**Stored items:**
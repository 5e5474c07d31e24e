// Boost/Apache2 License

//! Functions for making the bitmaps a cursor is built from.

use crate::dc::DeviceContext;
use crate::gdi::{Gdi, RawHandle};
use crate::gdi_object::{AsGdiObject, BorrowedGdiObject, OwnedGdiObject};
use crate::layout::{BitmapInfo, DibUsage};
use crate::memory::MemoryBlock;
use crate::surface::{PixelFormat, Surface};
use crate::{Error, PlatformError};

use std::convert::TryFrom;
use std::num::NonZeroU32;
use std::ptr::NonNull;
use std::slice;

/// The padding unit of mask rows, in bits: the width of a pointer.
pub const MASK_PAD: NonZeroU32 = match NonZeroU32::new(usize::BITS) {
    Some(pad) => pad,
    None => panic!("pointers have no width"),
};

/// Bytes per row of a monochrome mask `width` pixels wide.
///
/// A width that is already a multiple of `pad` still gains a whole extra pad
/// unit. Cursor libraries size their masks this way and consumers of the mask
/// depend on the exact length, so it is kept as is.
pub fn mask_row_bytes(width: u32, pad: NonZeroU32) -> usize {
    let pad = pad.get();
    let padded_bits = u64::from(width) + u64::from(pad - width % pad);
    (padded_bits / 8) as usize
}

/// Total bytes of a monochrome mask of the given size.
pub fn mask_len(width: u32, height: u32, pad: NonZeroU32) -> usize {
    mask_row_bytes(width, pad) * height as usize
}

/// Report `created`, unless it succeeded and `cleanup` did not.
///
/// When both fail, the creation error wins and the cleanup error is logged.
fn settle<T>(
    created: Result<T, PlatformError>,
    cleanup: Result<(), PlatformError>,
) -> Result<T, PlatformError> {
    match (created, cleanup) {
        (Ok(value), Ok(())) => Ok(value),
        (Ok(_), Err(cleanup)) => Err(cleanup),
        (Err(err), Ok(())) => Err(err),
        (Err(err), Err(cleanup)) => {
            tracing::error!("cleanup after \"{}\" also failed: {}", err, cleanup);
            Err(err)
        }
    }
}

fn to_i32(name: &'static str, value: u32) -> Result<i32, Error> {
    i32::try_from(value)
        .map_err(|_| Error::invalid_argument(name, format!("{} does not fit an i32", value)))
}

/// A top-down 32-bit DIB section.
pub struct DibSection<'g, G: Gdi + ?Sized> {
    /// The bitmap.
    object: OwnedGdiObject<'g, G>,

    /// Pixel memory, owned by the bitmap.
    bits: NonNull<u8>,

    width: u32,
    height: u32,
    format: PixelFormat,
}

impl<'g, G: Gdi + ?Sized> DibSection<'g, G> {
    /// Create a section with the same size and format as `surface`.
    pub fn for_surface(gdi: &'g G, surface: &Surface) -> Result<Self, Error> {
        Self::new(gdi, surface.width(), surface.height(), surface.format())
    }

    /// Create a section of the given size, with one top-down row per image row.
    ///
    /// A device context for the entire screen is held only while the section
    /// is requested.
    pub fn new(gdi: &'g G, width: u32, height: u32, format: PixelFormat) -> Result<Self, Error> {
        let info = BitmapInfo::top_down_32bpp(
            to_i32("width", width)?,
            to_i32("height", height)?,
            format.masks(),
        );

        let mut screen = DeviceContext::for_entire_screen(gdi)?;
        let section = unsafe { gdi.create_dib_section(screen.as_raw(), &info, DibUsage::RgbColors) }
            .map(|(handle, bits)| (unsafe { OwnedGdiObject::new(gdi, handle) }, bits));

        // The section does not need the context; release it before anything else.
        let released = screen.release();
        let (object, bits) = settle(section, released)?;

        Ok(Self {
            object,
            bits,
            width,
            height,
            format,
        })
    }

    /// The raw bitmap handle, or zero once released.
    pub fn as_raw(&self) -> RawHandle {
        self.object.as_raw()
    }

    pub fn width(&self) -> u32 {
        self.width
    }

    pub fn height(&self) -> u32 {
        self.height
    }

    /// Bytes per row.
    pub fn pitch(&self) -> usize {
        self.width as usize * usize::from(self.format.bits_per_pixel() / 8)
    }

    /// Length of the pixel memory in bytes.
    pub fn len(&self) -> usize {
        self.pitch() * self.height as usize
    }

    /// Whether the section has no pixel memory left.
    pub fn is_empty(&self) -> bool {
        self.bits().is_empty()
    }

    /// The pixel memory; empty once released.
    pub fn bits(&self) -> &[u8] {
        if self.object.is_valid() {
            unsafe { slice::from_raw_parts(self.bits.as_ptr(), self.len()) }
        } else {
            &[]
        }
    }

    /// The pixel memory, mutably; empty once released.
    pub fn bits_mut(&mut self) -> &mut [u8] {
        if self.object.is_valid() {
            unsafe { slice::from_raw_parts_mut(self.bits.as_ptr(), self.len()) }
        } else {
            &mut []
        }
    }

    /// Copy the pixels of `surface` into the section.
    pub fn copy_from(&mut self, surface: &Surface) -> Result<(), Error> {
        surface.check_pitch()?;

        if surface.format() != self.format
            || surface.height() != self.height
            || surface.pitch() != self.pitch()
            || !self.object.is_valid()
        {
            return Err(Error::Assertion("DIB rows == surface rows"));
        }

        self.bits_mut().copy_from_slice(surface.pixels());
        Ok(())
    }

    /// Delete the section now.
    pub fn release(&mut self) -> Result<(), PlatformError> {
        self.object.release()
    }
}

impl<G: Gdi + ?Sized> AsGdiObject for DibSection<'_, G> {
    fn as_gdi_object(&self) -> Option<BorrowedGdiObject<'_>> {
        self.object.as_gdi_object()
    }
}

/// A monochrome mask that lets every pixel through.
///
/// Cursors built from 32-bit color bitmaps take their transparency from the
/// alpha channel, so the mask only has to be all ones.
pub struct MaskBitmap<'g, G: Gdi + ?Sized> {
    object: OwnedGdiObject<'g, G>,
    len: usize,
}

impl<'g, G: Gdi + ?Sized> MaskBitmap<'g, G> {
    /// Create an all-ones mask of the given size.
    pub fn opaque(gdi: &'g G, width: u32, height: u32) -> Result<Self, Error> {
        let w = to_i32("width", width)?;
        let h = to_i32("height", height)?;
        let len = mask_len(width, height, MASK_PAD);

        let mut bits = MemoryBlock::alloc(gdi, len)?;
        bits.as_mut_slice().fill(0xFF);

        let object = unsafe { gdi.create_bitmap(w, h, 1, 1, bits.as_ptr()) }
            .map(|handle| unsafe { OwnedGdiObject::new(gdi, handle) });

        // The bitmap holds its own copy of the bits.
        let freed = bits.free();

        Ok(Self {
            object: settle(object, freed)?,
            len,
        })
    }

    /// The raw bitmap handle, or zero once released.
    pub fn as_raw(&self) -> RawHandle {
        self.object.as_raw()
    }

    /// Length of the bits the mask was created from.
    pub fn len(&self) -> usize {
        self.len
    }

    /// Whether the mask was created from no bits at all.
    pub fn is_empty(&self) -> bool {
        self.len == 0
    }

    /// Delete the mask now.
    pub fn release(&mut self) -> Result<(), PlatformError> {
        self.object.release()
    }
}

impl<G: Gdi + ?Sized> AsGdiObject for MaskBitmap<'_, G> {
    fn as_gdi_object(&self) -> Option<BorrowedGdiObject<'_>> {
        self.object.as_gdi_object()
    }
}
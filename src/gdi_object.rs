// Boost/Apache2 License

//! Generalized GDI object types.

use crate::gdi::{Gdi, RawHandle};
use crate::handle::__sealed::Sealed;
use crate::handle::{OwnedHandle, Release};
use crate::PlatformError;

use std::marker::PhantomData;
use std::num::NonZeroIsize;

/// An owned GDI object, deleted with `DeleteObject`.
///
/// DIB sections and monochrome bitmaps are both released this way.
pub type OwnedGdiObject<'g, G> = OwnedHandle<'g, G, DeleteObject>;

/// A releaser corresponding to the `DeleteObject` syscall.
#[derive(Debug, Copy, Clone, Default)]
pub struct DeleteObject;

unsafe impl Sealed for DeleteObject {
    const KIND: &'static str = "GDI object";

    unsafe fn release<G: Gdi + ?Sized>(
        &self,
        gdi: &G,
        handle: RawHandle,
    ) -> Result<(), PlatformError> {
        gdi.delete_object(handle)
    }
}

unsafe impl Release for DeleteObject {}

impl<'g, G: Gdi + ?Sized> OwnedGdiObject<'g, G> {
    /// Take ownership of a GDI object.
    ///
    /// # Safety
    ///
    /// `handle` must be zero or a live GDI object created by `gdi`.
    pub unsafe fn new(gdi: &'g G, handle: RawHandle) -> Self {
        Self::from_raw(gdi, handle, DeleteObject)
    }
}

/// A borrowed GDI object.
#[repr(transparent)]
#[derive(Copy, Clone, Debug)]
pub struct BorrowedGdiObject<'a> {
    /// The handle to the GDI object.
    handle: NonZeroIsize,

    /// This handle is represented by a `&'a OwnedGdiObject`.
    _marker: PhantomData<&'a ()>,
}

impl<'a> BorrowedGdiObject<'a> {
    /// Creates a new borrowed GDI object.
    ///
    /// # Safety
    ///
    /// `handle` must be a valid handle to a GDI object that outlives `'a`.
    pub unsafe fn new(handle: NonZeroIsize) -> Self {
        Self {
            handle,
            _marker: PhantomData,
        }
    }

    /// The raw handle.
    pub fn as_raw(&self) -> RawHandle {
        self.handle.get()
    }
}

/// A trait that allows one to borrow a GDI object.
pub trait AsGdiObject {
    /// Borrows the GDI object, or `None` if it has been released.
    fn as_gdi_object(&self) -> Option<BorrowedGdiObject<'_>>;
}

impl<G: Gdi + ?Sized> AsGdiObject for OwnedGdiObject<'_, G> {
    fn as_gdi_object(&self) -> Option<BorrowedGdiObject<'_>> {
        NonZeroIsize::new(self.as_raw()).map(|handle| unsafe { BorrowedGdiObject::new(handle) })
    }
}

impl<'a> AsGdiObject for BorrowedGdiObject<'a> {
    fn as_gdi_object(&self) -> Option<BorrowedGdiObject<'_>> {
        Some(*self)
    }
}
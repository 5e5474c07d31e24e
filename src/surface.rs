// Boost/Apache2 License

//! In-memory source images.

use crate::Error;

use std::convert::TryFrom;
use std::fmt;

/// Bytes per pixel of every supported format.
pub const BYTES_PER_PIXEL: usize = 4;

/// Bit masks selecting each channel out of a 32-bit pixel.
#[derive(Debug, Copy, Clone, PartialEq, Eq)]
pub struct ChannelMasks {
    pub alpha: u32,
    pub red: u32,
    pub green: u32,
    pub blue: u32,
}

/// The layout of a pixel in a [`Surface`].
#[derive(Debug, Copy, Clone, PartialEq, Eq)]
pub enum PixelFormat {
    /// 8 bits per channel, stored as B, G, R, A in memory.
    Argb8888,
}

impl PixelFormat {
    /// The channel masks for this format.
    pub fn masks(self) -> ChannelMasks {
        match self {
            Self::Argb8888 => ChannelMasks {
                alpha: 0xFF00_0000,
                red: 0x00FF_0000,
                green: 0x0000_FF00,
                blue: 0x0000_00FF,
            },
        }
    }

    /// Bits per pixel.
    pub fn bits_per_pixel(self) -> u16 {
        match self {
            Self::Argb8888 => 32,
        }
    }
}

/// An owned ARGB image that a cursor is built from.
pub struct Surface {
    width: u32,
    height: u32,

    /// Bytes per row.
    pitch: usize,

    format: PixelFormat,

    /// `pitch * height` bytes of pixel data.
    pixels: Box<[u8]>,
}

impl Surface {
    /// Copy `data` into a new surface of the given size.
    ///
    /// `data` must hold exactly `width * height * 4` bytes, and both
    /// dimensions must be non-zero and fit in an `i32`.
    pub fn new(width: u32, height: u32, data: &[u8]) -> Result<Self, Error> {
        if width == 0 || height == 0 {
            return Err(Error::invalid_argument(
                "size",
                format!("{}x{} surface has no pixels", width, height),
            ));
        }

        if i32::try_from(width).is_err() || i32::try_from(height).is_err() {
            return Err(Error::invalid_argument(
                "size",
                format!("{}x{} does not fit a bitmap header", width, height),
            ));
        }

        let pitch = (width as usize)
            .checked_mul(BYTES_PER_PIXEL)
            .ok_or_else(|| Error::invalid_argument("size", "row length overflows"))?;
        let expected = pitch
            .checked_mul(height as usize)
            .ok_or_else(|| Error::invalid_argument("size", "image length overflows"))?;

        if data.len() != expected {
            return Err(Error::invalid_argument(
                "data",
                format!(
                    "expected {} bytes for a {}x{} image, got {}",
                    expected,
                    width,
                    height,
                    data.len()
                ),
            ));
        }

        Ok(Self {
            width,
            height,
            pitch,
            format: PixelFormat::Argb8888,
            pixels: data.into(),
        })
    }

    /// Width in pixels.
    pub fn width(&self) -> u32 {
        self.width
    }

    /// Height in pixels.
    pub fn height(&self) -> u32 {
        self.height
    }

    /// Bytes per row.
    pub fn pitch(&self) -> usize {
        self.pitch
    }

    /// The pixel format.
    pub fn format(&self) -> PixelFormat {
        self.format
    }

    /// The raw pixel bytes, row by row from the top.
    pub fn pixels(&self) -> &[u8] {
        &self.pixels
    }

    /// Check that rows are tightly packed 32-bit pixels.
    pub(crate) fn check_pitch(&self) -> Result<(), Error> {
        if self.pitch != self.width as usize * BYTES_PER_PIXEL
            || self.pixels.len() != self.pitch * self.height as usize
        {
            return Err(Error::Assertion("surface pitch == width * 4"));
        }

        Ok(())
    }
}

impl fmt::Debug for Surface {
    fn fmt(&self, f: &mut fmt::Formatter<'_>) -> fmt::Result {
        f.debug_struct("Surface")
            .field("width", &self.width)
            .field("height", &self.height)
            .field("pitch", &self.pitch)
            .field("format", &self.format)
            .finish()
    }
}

**Exercise requirements:** Copy out, word for word, the part of the entries above that begins at the line with "#[derive(Debug, Copy, Clone, Default)]" and ends at the line with "pub unsafe fn new(handle: NonZeroIsize)", including both.

**Output for this exercise:**
#[derive(Debug, Copy, Clone, Default)]
pub struct DeleteObject;

unsafe impl Sealed for DeleteObject {
    const KIND: &'static str = "GDI object";

    unsafe fn release<G: Gdi + ?Sized>(
        &self,
        gdi: &G,
        handle: RawHandle,
    ) -> Result<(), PlatformError> {
        gdi.delete_object(handle)
    }
}

unsafe impl Release for DeleteObject {}

impl<'g, G: Gdi + ?Sized> OwnedGdiObject<'g, G> {
    /// Take ownership of a GDI object.
    ///
    /// # Safety
    ///
    /// `handle` must be zero or a live GDI object created by `gdi`.
    pub unsafe fn new(gdi: &'g G, handle: RawHandle) -> Self {
        Self::from_raw(gdi, handle, DeleteObject)
    }
}

/// A borrowed GDI object.
#[repr(transparent)]
#[derive(Copy, Clone, Debug)]
pub struct BorrowedGdiObject<'a> {
    /// The handle to the GDI object.
    handle: NonZeroIsize,

    /// This handle is represented by a `&'a OwnedGdiObject`.
    _marker: PhantomData<&'a ()>,
}

impl<'a> BorrowedGdiObject<'a> {
    /// Creates a new borrowed GDI object.
    ///
    /// # Safety
    ///
    /// `handle` must be a valid handle to a GDI object that outlives `'a`.
    pub unsafe fn new(handle: NonZeroIsize) -> Self {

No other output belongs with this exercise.